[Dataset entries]
Segment Open
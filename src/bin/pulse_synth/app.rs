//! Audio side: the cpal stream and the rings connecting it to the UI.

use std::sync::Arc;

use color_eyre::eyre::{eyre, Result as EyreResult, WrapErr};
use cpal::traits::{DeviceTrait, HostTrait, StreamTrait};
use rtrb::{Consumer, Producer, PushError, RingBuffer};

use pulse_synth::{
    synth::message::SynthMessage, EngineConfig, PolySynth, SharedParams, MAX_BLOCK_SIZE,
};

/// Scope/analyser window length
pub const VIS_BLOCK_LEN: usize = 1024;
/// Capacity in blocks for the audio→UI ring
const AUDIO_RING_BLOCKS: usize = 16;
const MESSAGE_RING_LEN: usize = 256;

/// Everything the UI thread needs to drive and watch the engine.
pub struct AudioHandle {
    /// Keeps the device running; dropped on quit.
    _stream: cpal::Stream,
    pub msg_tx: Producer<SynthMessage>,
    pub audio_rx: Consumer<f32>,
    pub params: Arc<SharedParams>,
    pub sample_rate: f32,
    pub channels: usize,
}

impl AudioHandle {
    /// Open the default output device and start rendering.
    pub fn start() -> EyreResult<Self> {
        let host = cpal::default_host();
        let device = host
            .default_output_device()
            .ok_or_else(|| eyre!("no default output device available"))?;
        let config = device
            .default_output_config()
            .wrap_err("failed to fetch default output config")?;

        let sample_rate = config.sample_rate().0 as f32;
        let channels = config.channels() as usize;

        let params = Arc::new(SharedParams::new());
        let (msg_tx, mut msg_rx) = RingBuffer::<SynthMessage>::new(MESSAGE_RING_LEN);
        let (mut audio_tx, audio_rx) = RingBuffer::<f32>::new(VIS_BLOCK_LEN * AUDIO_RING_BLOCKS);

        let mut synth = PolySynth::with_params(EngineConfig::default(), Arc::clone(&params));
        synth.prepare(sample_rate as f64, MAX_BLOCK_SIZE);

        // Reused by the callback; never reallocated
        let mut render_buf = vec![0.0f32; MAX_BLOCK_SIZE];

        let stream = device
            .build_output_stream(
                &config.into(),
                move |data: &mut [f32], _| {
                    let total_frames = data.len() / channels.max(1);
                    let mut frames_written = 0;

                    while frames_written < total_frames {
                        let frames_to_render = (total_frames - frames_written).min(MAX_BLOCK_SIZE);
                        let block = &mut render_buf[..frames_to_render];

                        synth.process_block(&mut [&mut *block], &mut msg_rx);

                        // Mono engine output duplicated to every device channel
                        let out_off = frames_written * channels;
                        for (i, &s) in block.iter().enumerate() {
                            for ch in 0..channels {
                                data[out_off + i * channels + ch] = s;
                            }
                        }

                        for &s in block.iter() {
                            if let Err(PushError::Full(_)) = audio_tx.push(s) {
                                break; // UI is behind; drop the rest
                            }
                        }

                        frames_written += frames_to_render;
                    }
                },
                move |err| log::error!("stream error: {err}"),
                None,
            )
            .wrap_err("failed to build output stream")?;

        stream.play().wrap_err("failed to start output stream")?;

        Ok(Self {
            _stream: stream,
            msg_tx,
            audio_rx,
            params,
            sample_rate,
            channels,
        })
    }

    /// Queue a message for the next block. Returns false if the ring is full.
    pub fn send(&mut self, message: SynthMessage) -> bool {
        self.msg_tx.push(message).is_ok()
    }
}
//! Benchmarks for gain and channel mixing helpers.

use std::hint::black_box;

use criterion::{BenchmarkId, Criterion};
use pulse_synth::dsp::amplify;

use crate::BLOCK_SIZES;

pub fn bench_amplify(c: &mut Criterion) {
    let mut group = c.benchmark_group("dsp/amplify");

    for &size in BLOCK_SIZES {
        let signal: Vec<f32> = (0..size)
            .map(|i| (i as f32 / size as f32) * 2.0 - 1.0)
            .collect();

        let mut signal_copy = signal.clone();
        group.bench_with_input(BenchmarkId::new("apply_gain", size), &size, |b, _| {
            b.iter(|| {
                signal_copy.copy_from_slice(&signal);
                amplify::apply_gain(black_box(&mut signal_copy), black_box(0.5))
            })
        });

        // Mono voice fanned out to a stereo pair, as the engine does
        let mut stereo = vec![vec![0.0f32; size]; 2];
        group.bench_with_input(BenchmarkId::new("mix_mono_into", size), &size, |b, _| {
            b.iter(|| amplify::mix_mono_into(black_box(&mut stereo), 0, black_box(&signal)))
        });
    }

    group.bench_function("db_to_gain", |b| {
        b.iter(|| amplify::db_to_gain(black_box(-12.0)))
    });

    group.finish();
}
Segment Closed
### What is being asked:
How many of the lines above include the word "clone"? Respond with the number alone.

### Task solution:
2